Penyebaran juga mungkin terjadi melalui benda misalnya perabut dan sebagainya. Tinea
cruris umunnya terjadi pada pria. Maserasi dan oklusi kulit lipat paha menyebabkan
peningkatan suhu dan kelembapan kulit sehingga memudahkan infeksi, salain itu dapat pula
terjadi akibat penjalaran infeksi dari abgian tubuh lain.
Dermatofita mempunyai masa inkubasi selama 4-10 hari. Infeksi dermatofita melibatkan tiga
langkah utama : perlekatan ke keratinosit, penetrasi melalui dan diantara sel, dan
perkembangan respon pejamu.
Perlekatan jamur superfisial harus melewati berbagai rintangan untuk bisa melekat pada
jaringan keratin diantaranya sinar UV, suhu, kelembapan, kompetisis dengan flora normal
dan sphingiosin yang diproduksi oleh keratinosit. Asam lemak yang di produksi oleh kelenjar
sebasea juga bersifat fungistatic.
Penetrasi. Setelah terjadi perlekatan, spora harus berkembang dan menembus stratum
korneum dengan kecepatan yang lebih cepat daripada proses desquamasi. Penetrasi juga
dibantu oleh sekresi proteinase, lipase, dan enzim mucinolitik, yang juga menyediakan
nutrisis untuk jamur. Trauma dan maserasi juga membantu penetrasi jamur ke keratinosit.

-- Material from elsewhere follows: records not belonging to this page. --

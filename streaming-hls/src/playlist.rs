//! M3U8 live/VOD playlist parse and emit.

use thiserror::Error;

pub const DEFAULT_VERSION: u32 = 3;

#[derive(Debug, Error, PartialEq, Eq)]
pub enum PlaylistError {
    #[error("missing #EXTM3U header")]
    MissingHeader,
    #[error("#EXTINF line without a following segment URI")]
    DanglingExtInf,
    #[error("segment URI has no numeric index: {0:?}")]
    UnindexedSegment(String),
    #[error("invalid #EXTINF duration: {0:?}")]
    InvalidDuration(String),
}

/// One media segment in a playlist.
#[derive(Debug, Clone, PartialEq)]
pub struct Fragment {
    /// Sequence index, recovered from the segment filename (`{index}.ts`).
    pub index: u64,
    pub duration: f64,
    pub name: String,
}

/// A live or VOD HLS playlist.
#[derive(Debug, Clone, PartialEq)]
pub struct Playlist {
    pub version: u32,
    pub target_duration: u32,
    pub media_sequence: u64,
    pub is_vod: bool,
    pub is_ended: bool,
    pub fragments: Vec<Fragment>,
}

impl Playlist {
    pub fn new_live(target_duration: u32) -> Self {
        Playlist {
            version: DEFAULT_VERSION,
            target_duration,
            media_sequence: 0,
            is_vod: false,
            is_ended: false,
            fragments: Vec::new(),
        }
    }

    pub fn new_vod(target_duration: u32) -> Self {
        Playlist {
            version: DEFAULT_VERSION,
            target_duration,
            media_sequence: 0,
            is_vod: true,
            is_ended: true,
            fragments: Vec::new(),
        }
    }

    pub fn encode(&self) -> String {
        let mut out = String::new();
        out.push_str("#EXTM3U\n");
        out.push_str(&format!("#EXT-X-VERSION:{}\n", self.version));
        out.push_str(&format!("#EXT-X-TARGETDURATION:{}\n", self.target_duration));
        out.push_str(&format!("#EXT-X-MEDIA-SEQUENCE:{}\n", self.media_sequence));

        if self.is_vod {
            out.push_str("#EXT-X-PLAYLIST-TYPE:VOD\n");
        }

        for fragment in &self.fragments {
            out.push_str(&format!("#EXTINF:{:.3},\n", fragment.duration));
            out.push_str(&fragment.name);
            out.push('\n');
        }

        if self.is_ended {
            out.push_str("#EXT-X-ENDLIST\n");
        }

        out
    }

    /// Parses a playlist as emitted by the transcoder subprocess. Fragment
    /// indexes are recovered from the numeric stem of each segment's
    /// filename (`"7.ts"` → index 7), which is how the encoder correlates
    /// playlist pushes against storage-write acknowledgements for the same
    /// fragment (see the ordered fragment assembly in the encoder task
    /// engine).
    pub fn parse(raw: &str) -> Result<Playlist, PlaylistError> {
        let mut lines = raw.lines();

        let header = lines.next().unwrap_or("").trim();
        if header != "#EXTM3U" {
            return Err(PlaylistError::MissingHeader);
        }

        let mut version = DEFAULT_VERSION;
        let mut target_duration = 0u32;
        let mut media_sequence = 0u64;
        let mut is_vod = false;
        let mut is_ended = false;
        let mut fragments = Vec::new();

        let mut pending_duration: Option<f64> = None;

        for line in lines {
            let line = line.trim();
            if line.is_empty() {
                continue;
            }

            if let Some(rest) = line.strip_prefix("#EXT-X-VERSION:") {
                version = rest.trim().parse().unwrap_or(DEFAULT_VERSION);
            } else if let Some(rest) = line.strip_prefix("#EXT-X-TARGETDURATION:") {
                target_duration = rest.trim().parse().unwrap_or(0);
            } else if let Some(rest) = line.strip_prefix("#EXT-X-MEDIA-SEQUENCE:") {
                media_sequence = rest.trim().parse().unwrap_or(0);
            } else if line == "#EXT-X-PLAYLIST-TYPE:VOD" {
                is_vod = true;
            } else if line == "#EXT-X-ENDLIST" {
                is_ended = true;
            } else if let Some(rest) = line.strip_prefix("#EXTINF:") {
                let duration_str = rest.trim_end_matches(',').trim();
                let duration = duration_str
                    .parse::<f64>()
                    .map_err(|_| PlaylistError::InvalidDuration(duration_str.to_string()))?;
                pending_duration = Some(duration);
            } else if line.starts_with('#') {
                // Unrecognized tag: ignored. The transcoder's playlist may
                // carry tags (e.g. #EXT-X-INDEPENDENT-SEGMENTS) this codec
                // has no use for.
            } else {
                let duration = pending_duration.take().ok_or(PlaylistError::DanglingExtInf)?;
                let index = segment_index(line)?;
                fragments.push(Fragment { index, duration, name: line.to_string() });
            }
        }

        Ok(Playlist { version, target_duration, media_sequence, is_vod, is_ended, fragments })
    }
}

fn segment_index(name: &str) -> Result<u64, PlaylistError> {
    let stem = name.rsplit('/').next().unwrap_or(name);
    let stem = stem.strip_suffix(".ts").unwrap_or(stem);
    stem.parse::<u64>().map_err(|_| PlaylistError::UnindexedSegment(name.to_string()))
}

#[cfg(test)]
mod tests {
    use super::*;

    #[test]
    fn encodes_empty_live_playlist() {
        let p = Playlist::new_live(6);
        let wire = p.encode();
        assert!(wire.starts_with("#EXTM3U\n"));
        assert!(wire.contains("#EXT-X-TARGETDURATION:6"));
        assert!(!wire.contains("#EXT-X-ENDLIST"));
    }

    #[test]
    fn encodes_vod_with_endlist_and_type() {
        let mut p = Playlist::new_vod(6);
        p.fragments.push(Fragment { index: 0, duration: 6.006, name: "0.ts".to_string() });
        let wire = p.encode();
        assert!(wire.contains("#EXT-X-PLAYLIST-TYPE:VOD"));
        assert!(wire.contains("#EXT-X-ENDLIST"));
    }

    #[test]
    fn round_trips_live_playlist_with_fragments() {
        let mut p = Playlist::new_live(6);
        p.media_sequence = 3;
        p.fragments.push(Fragment { index: 3, duration: 6.0, name: "3.ts".to_string() });
        p.fragments.push(Fragment { index: 4, duration: 5.5, name: "4.ts".to_string() });

        let wire = p.encode();
        let parsed = Playlist::parse(&wire).unwrap();

        assert_eq!(parsed.media_sequence, 3);
        assert_eq!(parsed.fragments.len(), 2);
        assert_eq!(parsed.fragments[0].index, 3);
        assert_eq!(parsed.fragments[1].index, 4);
    }

    #[test]
    fn rejects_playlist_without_header() {
        assert_eq!(Playlist::parse("not a playlist"), Err(PlaylistError::MissingHeader));
    }

    #[test]
    fn rejects_segment_uri_missing_numeric_index() {
        let raw = "#EXTM3U\n#EXT-X-VERSION:3\n#EXT-X-TARGETDURATION:6\n#EXT-X-MEDIA-SEQUENCE:0\n#EXTINF:6.0,\nsegment.ts\n";
        assert!(matches!(Playlist::parse(raw), Err(PlaylistError::UnindexedSegment(_))));
    }

    #[test]
    fn ignores_unrecognized_tags() {
        let raw = "#EXTM3U\n#EXT-X-INDEPENDENT-SEGMENTS\n#EXT-X-VERSION:3\n#EXT-X-TARGETDURATION:6\n#EXT-X-MEDIA-SEQUENCE:0\n#EXTINF:6.0,\n0.ts\n";
        let p = Playlist::parse(raw).unwrap();
        assert_eq!(p.fragments.len(), 1);
    }
}
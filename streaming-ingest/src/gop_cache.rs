//! GOP cache (§4.5): the publisher-side rolling buffer of recent binary
//! chunks flushed to newly-joined players, with byte accounting that
//! charges a fixed per-chunk bookkeeping overhead in addition to payload
//! size.
//!
//! Grounded on `original_source/ws-stream-server/session_publisher.go`'s
//! `HandleChunk` (append-then-evict-while-over-limit) and its
//! `DATA_STREAM_PACKET_BASE_SIZE` constant.

use bytes::Bytes;
use std::collections::VecDeque;

pub const PER_CHUNK_OVERHEAD: usize = 16;

pub struct GopCache {
    chunks: VecDeque<Bytes>,
    total_bytes: usize,
    limit_bytes: usize,
    disabled: bool,
}

impl GopCache {
    pub fn new(limit_bytes: usize) -> Self {
        GopCache { chunks: VecDeque::new(), total_bytes: 0, limit_bytes, disabled: false }
    }

    pub fn push(&mut self, chunk: Bytes) {
        if self.disabled {
            return;
        }
        self.total_bytes += chunk.len() + PER_CHUNK_OVERHEAD;
        self.chunks.push_back(chunk);
        while self.total_bytes > self.limit_bytes {
            let Some(removed) = self.chunks.pop_front() else { break };
            self.total_bytes -= removed.len() + PER_CHUNK_OVERHEAD;
        }
    }

    pub fn snapshot(&self) -> Vec<Bytes> {
        self.chunks.iter().cloned().collect()
    }

    /// Irreversibly disables further caching and drops what's buffered.
    /// Requested once per publisher lifetime by a `receive-clear-cache`
    /// player.
    pub fn disable(&mut self) {
        self.disabled = true;
        self.chunks.clear();
        self.total_bytes = 0;
    }
}

#[cfg(test)]
mod tests {
    use super::*;

    #[test]
    fn evicts_oldest_chunks_once_over_the_byte_limit() {
        let mut cache = GopCache::new(50);
        cache.push(Bytes::from_static(b"0123456789")); // 10 + 16 = 26
        cache.push(Bytes::from_static(b"0123456789")); // total 52 > 50, evicts first
        assert_eq!(cache.snapshot().len(), 1);
    }

    #[test]
    fn disable_clears_and_stops_future_caching() {
        let mut cache = GopCache::new(1000);
        cache.push(Bytes::from_static(b"a"));
        cache.disable();
        assert!(cache.snapshot().is_empty());
        cache.push(Bytes::from_static(b"b"));
        assert!(cache.snapshot().is_empty());
    }

    #[test]
    fn empty_cache_snapshot_is_empty() {
        let cache = GopCache::new(1000);
        assert!(cache.snapshot().is_empty());
    }
}
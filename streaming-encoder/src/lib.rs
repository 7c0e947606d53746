//! Encoder: per-stream transcode orchestration (C5), a loopback HLS sink
//! the transcoder subprocess PUTs fragments into, an optional CDN fan-out
//! publisher (C12), and a control-plane client to the coordinator (C6).

pub mod cdn;
pub mod config;
pub mod control_client;
pub mod error;
pub mod sink;
pub mod storage_factory;
pub mod task;

use std::sync::Arc;

use crate::config::Config;
use crate::task::TaskRegistry;

/// Shared state for the loopback sink's axum handlers.
pub struct AppState {
    pub config: Arc<Config>,
    pub registry: Arc<TaskRegistry>,
}

impl AppState {
    pub fn new(config: Config) -> anyhow::Result<AppState> {
        let config = Arc::new(config);
        let storage = storage_factory::build(&config.storage)?;
        let sink_base = format!("http://127.0.0.1:{}", config.sink_port);

        let registry = TaskRegistry::new(
            storage,
            sink_base,
            config.hls_time_seconds,
            config.hls_live_playlist_size,
            config.hls_vod_max_size,
            config.hls_fragment_count_limit,
            if config.cdn_enabled { config.cdn_urls.clone() } else { Vec::new() },
            config.cdn_push_secret.clone().unwrap_or_default(),
        );

        Ok(AppState { config, registry })
    }
}
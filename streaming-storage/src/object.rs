//! S3 and Azure Blob backends, both implemented on top of a single OpenDAL
//! `Operator` so the `Storage` trait impl only has to be written once.

use crate::{content_type_for, validate_path, Storage, StorageError};
use async_trait::async_trait;
use bytes::Bytes;
use opendal::Operator;

pub struct ObjectStorage {
    operator: Operator,
}

impl ObjectStorage {
    #[cfg(feature = "s3")]
    pub fn s3(
        bucket: &str,
        region: Option<&str>,
        endpoint: Option<&str>,
        access_key_id: &str,
        secret_access_key: &str,
    ) -> Result<Self, StorageError> {
        use opendal::services::S3;

        let mut builder = S3::default().bucket(bucket).access_key_id(access_key_id).secret_access_key(secret_access_key);
        if let Some(region) = region {
            builder = builder.region(region);
        }
        if let Some(endpoint) = endpoint {
            builder = builder.endpoint(endpoint);
        }

        let operator = Operator::new(builder)?.finish();
        Ok(ObjectStorage { operator })
    }

    #[cfg(feature = "azure")]
    pub fn azure_blob(
        account: &str,
        container: &str,
        tenant_id: &str,
        client_id: &str,
        client_secret: &str,
    ) -> Result<Self, StorageError> {
        use opendal::services::Azblob;

        let builder = Azblob::default()
            .account_name(account)
            .container(container)
            .endpoint(&format!("https://{account}.blob.core.windows.net"))
            .client_secret_credential(tenant_id, client_id, client_secret);

        let operator = Operator::new(builder)?.finish();
        Ok(ObjectStorage { operator })
    }
}

#[async_trait]
impl Storage for ObjectStorage {
    async fn write(&self, path: &str, data: Bytes) -> Result<(), StorageError> {
        validate_path(path)?;
        let content_type = content_type_for(path);

        self.operator
            .write_with(path, data)
            .content_type(content_type.mime)
            .cache_control(content_type.cache_control)
            .await?;

        Ok(())
    }

    async fn remove(&self, path: &str) -> Result<(), StorageError> {
        validate_path(path)?;
        self.operator.delete(path).await?;
        Ok(())
    }
}
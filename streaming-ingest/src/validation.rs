//! Channel/key id validation. Duplicated from the coordinator's copy
//! rather than shared: each binary in the distilled source carries its own
//! `server_utils.go`-equivalent, and the two crates have no other reason
//! to depend on each other.

pub const DEFAULT_ID_MAX_LENGTH: usize = 128;

/// `true` iff `s` is non-empty, at most `max_length` bytes, and composed
/// only of ASCII letters, digits, `_`, and `-`.
pub fn is_valid_id(s: &str, max_length: usize) -> bool {
    !s.is_empty()
        && s.len() <= max_length
        && s.bytes().all(|b| b.is_ascii_alphanumeric() || b == b'_' || b == b'-')
}

#[cfg(test)]
mod tests {
    use super::*;

    #[test]
    fn accepts_ordinary_ids() {
        assert!(is_valid_id("channel-1_ABC", DEFAULT_ID_MAX_LENGTH));
    }

    #[test]
    fn rejects_empty_and_oversized() {
        assert!(!is_valid_id("", DEFAULT_ID_MAX_LENGTH));
        assert!(!is_valid_id(&"a".repeat(200), DEFAULT_ID_MAX_LENGTH));
    }

    #[test]
    fn rejects_disallowed_characters() {
        assert!(!is_valid_id("chan/nel", DEFAULT_ID_MAX_LENGTH));
        assert!(!is_valid_id("chan nel", DEFAULT_ID_MAX_LENGTH));
    }
}
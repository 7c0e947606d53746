//! Small helpers for reading configuration flat out of the environment.
//!
//! Each binary's `Config::from_env()` reads a fixed set of env vars
//! directly rather than going through a layered config-file loader: there
//! is exactly one configuration layer here (the process environment), so a
//! precedence-merging library would add indirection without adding value.

use std::env::VarError;

/// Reads a required env var, or returns an error naming it.
pub fn required(name: &str) -> anyhow::Result<String> {
    std::env::var(name).map_err(|e| match e {
        VarError::NotPresent => anyhow::anyhow!("missing required environment variable {name}"),
        VarError::NotUnicode(_) => anyhow::anyhow!("environment variable {name} is not valid UTF-8"),
    })
}

/// Reads an optional env var, falling back to `default` when unset.
pub fn optional(name: &str, default: &str) -> String {
    std::env::var(name).unwrap_or_else(|_| default.to_string())
}

/// Reads an optional env var and parses it, falling back to `default` when
/// unset or unparseable (a malformed override should never crash startup).
pub fn optional_parsed<T: std::str::FromStr>(name: &str, default: T) -> T {
    std::env::var(name).ok().and_then(|v| v.parse().ok()).unwrap_or(default)
}

/// Reads a boolean-flavored env var (`"YES"`, case-insensitive) as used by
/// the CDN-publish and similar feature toggles.
pub fn flag_is_yes(name: &str) -> bool {
    std::env::var(name).map(|v| v.eq_ignore_ascii_case("yes")).unwrap_or(false)
}

#[cfg(test)]
mod tests {
    use super::*;

    #[test]
    fn optional_parsed_falls_back_on_missing_var() {
        let value: u32 = optional_parsed("STREAMING_COMMON_TEST_NOT_SET", 128);
        assert_eq!(value, 128);
    }
}
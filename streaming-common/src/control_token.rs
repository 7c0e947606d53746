//! HMAC-SHA256 control-connection tokens.
//!
//! Each control client (RTMP-ingest-facing, WS-ingest-facing, HLS-encoder)
//! dials the coordinator's `/ws/control/{kind}` endpoint with a token whose
//! `sub` claim identifies the connection kind. When the coordinator has no
//! `CONTROL_SECRET` configured, verification accepts any token — "open
//! mode", for trusted-network deployments that skip control-plane auth
//! entirely.

use jsonwebtoken::{DecodingKey, EncodingKey, Header, Validation};
use serde::{Deserialize, Serialize};
use thiserror::Error;

/// The fixed `sub` claim values, one per control connection kind.
#[derive(Debug, Clone, Copy, PartialEq, Eq)]
pub enum ControlKind {
    Rtmp,
    Wss,
    Hls,
}

impl ControlKind {
    fn subject(self) -> &'static str {
        match self {
            ControlKind::Rtmp => "rtmp-control",
            ControlKind::Wss => "wss-control",
            ControlKind::Hls => "hls-control",
        }
    }

    fn from_subject(s: &str) -> Option<ControlKind> {
        match s {
            "rtmp-control" => Some(ControlKind::Rtmp),
            "wss-control" => Some(ControlKind::Wss),
            "hls-control" => Some(ControlKind::Hls),
            _ => None,
        }
    }
}

#[derive(Debug, Serialize, Deserialize)]
struct Claims {
    sub: String,
}

#[derive(Debug, Error)]
pub enum ControlTokenError {
    #[error("token signature or structure is invalid")]
    Invalid,
    #[error("token subject does not name a known control connection kind")]
    UnknownSubject,
}

/// Signs a control token for `kind` using `secret`.
pub fn sign(kind: ControlKind, secret: &[u8]) -> String {
    let claims = Claims { sub: kind.subject().to_string() };
    jsonwebtoken::encode(&Header::default(), &claims, &EncodingKey::from_secret(secret))
        .expect("HS256 encoding of a two-field claim set never fails")
}

/// Verifies `token` against `secret` and returns the connection kind it was
/// issued for. `secret` of `None` means the coordinator is running in open
/// mode: any syntactically well-formed JWT with a recognized `sub` is
/// accepted without a signature check.
pub fn verify(token: &str, secret: Option<&[u8]>) -> Result<ControlKind, ControlTokenError> {
    let claims: Claims = match secret {
        Some(secret) => {
            let mut validation = Validation::new(jsonwebtoken::Algorithm::HS256);
            validation.validate_exp = false;
            jsonwebtoken::decode(token, &DecodingKey::from_secret(secret), &validation)
                .map_err(|_| ControlTokenError::Invalid)?
                .claims
        }
        None => decode_claims_without_verifying(token)?,
    };

    ControlKind::from_subject(&claims.sub).ok_or(ControlTokenError::UnknownSubject)
}

fn decode_claims_without_verifying(token: &str) -> Result<Claims, ControlTokenError> {
    let mut validation = Validation::new(jsonwebtoken::Algorithm::HS256);
    validation.insecure_disable_signature_validation();
    validation.validate_exp = false;
    jsonwebtoken::decode(token, &DecodingKey::from_secret(b""), &validation)
        .map_err(|_| ControlTokenError::Invalid)
        .map(|data| data.claims)
}

#[cfg(test)]
mod tests {
    use super::*;

    #[test]
    fn round_trips_with_matching_secret() {
        let token = sign(ControlKind::Hls, b"s3cr3t");
        assert_eq!(verify(&token, Some(b"s3cr3t")).unwrap(), ControlKind::Hls);
    }

    #[test]
    fn rejects_wrong_secret() {
        let token = sign(ControlKind::Wss, b"s3cr3t");
        assert!(verify(&token, Some(b"wrong")).is_err());
    }

    #[test]
    fn open_mode_accepts_any_validly_signed_subject() {
        let token = sign(ControlKind::Rtmp, b"whatever-the-issuer-used");
        assert_eq!(verify(&token, None).unwrap(), ControlKind::Rtmp);
    }

    #[test]
    fn rejects_unknown_subject() {
        let claims = Claims { sub: "not-a-real-kind".to_string() };
        let token =
            jsonwebtoken::encode(&Header::default(), &claims, &EncodingKey::from_secret(b"k")).unwrap();
        assert!(matches!(verify(&token, Some(b"k")), Err(ControlTokenError::UnknownSubject)));
    }
}
//! Ingest binary entry point: loads configuration, builds shared state,
//! and serves the WebSocket ingest surface with graceful shutdown on
//! Ctrl+C/SIGTERM.

use tracing::{error, info, warn};

use streaming_ingest::config::Config;
use streaming_ingest::AppState;

#[tokio::main]
async fn main() -> anyhow::Result<()> {
    let config = Config::from_env()?;
    streaming_common::init_logging(config.log_format, &config.log_level)?;

    if config.ssl_port.is_some() {
        warn!("SSL_PORT configured but TLS certificate loading is out of scope; serving plain HTTP only");
    }
    if config.control_base_url.is_none() {
        warn!("CONTROL_BASE_URL unset; every publish attempt will be denied");
    }

    let bind_address = config.bind_address.clone();
    let http_port = config.http_port;

    let state = AppState::new(config);
    let router = streaming_ingest::http::router(state);

    let addr = format!("{bind_address}:{http_port}");
    let listener = tokio::net::TcpListener::bind(&addr).await?;
    info!(%addr, "ingest server listening");

    axum::serve(listener, router.into_make_service_with_connect_info::<std::net::SocketAddr>())
        .with_graceful_shutdown(shutdown_signal())
        .await?;
    info!("ingest server shut down gracefully");
    Ok(())
}

async fn shutdown_signal() {
    let ctrl_c = async {
        if let Err(e) = tokio::signal::ctrl_c().await {
            error!(error = %e, "failed to install Ctrl+C handler");
        }
    };

    #[cfg(unix)]
    let terminate = async {
        match tokio::signal::unix::signal(tokio::signal::unix::SignalKind::terminate()) {
            Ok(mut signal) => {
                signal.recv().await;
            }
            Err(e) => {
                error!(error = %e, "failed to install SIGTERM handler");
            }
        }
    };

    #[cfg(not(unix))]
    let terminate = std::future::pending::<()>();

    tokio::select! {
        () = ctrl_c => info!("received Ctrl+C, shutting down"),
        () = terminate => info!("received SIGTERM, shutting down"),
    }
}
//! Coordinator binary entry point: loads configuration, builds shared
//! state, and serves the control-plane WebSocket and commands API with
//! graceful shutdown on Ctrl+C/SIGTERM.

use tracing::{error, info, warn};

use streaming_coordinator::config::Config;
use streaming_coordinator::AppState;

#[tokio::main]
async fn main() -> anyhow::Result<()> {
    let config = Config::from_env()?;
    streaming_common::init_logging(config.log_format, &config.log_level)?;

    if config.ssl_port.is_some() {
        warn!("SSL_PORT configured but TLS certificate loading is out of scope; serving plain HTTP only");
    }

    let bind_address = config.bind_address.clone();
    let http_port = config.http_port;

    let state = AppState::new(config).await?;
    let router = streaming_coordinator::http::router(state);

    let addr = format!("{bind_address}:{http_port}");
    let listener = tokio::net::TcpListener::bind(&addr).await?;
    info!(%addr, "coordinator listening");

    axum::serve(listener, router).with_graceful_shutdown(shutdown_signal()).await?;
    info!("coordinator shut down gracefully");
    Ok(())
}

async fn shutdown_signal() {
    let ctrl_c = async {
        if let Err(e) = tokio::signal::ctrl_c().await {
            error!(error = %e, "failed to install Ctrl+C handler");
        }
    };

    #[cfg(unix)]
    let terminate = async {
        match tokio::signal::unix::signal(tokio::signal::unix::SignalKind::terminate()) {
            Ok(mut signal) => {
                signal.recv().await;
            }
            Err(e) => {
                error!(error = %e, "failed to install SIGTERM handler");
            }
        }
    };

    #[cfg(not(unix))]
    let terminate = std::future::pending::<()>();

    tokio::select! {
        () = ctrl_c => info!("received Ctrl+C, shutting down"),
        () = terminate => info!("received SIGTERM, shutting down"),
    }
}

Pertahanan baru muncul ketika jamur mencapai lapisan terdalam dermis.
Perkembangan respon tubuh. Derajat inflamasi di pengaruhi oleh status imun penderita dan
organisme yang terlibat. Reaksi hipersensitivitas tipe IV, atau delay type hypersensitivity
(DTH) memainkan peran sangat penting dalam melawan dermatofita. Pasien yang belum
pernah terinfeksi dermatofita sebelumnya, infeksi primer menyebabkan inflamasi dan tes
trichopitin hasilnya negative. Infeksi menghasilkan sedikit eritema dan skuama yang
dihasilkan oleh peningkatan pergantian keratinosit. Terdapat hipotesis menyatakan bahwa
antigen dermatofita diproses oleh sel Langerhans epidermis dan di presentasikan dalam
limfosit T di nodus limfe. Limfosit T melakukan proliferasi bermigrasi ke tempat yang
terinfeksi untuk menyerang jamur. Saat ini lesi tiba-tiba menjadi inflamasi, dan berier
epidermal menjadi permeable terhadap transferrin dan sel-sel yang bermigrasi.

FAKTOR RISIKO
1. Yang menyuburkan pertumbuhan jamur
Pemeberian antibiotic yang mematikan kuman akan menyebabkan keseimbangan
antara jamur dan bakteri terganggu.
Adanya penyakit diabetes melitus dan kehamilan dapat menyuburkan pertumbuhan
jamur.
2. Yang memudahkan terjadinya invasi ke jaringan karena daya tahan yang menurun
Adanya rangasangan setempat yang terus menerus pada lokasi tertentu oleh cairan
yang menyebabkan pelunakan kulit, misalnya air pada sela jari kaki, kencing pada
pantat bayi, keringat pada daerah lipatan atau liur disudut mulut orangtua.
Adanya penyakit tertentu, sperti gizi buruk, penyakit darah, keganasan.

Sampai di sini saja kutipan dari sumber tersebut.